--- Records drawn from a dataset ---
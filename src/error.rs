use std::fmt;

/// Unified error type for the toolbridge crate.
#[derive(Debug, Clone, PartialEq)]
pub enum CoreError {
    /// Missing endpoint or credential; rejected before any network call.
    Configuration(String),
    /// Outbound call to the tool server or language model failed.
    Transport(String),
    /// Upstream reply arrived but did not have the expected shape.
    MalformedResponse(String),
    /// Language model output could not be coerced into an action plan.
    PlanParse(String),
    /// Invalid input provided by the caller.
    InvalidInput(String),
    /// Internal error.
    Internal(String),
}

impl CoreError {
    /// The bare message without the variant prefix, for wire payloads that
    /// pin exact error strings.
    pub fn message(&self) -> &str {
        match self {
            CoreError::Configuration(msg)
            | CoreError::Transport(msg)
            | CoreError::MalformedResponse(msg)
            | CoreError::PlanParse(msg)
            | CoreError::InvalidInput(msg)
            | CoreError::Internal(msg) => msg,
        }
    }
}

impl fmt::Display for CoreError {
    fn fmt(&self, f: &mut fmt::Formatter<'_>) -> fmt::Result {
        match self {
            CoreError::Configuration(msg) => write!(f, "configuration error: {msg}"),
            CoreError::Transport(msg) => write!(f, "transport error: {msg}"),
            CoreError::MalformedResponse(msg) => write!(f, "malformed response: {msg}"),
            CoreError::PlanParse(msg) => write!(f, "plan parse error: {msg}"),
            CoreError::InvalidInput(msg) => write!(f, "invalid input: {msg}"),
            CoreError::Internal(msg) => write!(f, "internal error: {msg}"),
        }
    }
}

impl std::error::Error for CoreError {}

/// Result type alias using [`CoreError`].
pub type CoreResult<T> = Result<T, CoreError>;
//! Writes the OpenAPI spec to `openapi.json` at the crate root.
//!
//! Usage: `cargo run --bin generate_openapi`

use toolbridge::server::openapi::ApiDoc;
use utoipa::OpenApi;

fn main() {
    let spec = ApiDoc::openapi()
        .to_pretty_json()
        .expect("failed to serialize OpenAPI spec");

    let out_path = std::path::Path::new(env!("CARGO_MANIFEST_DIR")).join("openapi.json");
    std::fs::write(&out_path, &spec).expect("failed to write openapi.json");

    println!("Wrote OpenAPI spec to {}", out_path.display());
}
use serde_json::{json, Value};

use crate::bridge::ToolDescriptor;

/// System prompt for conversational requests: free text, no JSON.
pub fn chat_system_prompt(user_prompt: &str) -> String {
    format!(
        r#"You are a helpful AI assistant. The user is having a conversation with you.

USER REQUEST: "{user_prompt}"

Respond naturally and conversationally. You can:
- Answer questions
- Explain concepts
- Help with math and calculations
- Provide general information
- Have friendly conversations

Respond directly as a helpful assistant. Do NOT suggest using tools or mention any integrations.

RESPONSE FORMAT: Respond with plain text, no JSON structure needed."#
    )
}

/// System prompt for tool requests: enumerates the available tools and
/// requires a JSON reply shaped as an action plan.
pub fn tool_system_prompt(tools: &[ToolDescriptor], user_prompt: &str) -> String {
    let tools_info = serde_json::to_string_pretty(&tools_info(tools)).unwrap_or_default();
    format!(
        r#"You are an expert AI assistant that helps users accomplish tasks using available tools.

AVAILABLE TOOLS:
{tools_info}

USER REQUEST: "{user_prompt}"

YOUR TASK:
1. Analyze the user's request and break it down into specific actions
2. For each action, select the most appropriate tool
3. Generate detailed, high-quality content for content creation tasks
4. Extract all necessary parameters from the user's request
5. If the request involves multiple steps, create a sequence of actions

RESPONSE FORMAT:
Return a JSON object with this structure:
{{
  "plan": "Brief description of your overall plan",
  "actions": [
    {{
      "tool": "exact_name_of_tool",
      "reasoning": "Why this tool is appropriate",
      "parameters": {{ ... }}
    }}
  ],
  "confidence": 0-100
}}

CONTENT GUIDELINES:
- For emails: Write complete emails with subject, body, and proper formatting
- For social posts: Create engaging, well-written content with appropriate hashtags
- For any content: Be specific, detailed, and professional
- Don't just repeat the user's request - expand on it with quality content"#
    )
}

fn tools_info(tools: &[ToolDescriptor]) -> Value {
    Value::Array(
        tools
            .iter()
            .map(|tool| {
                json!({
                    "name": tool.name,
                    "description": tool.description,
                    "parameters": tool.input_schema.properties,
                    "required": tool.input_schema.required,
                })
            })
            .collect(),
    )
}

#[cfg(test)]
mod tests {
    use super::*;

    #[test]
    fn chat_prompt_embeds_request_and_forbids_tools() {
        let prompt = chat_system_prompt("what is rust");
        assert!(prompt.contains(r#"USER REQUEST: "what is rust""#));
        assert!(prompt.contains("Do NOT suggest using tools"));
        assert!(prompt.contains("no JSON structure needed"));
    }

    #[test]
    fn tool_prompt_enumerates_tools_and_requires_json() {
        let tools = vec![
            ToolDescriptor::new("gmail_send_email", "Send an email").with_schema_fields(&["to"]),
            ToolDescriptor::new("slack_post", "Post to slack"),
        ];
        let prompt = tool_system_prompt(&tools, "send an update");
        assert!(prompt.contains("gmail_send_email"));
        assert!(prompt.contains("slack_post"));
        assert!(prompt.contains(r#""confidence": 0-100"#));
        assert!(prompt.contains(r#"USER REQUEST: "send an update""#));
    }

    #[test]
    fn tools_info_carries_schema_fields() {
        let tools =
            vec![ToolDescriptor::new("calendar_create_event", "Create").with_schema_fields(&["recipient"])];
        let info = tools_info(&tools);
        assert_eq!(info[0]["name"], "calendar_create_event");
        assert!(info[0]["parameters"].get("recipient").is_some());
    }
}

--- Task directions ---
Return every line from the entries that holds the string "Respond".

--- Task response ---
Respond naturally and conversationally. You can:
Respond directly as a helpful assistant. Do NOT suggest using tools or mention any integrations.
RESPONSE FORMAT: Respond with plain text, no JSON structure needed."#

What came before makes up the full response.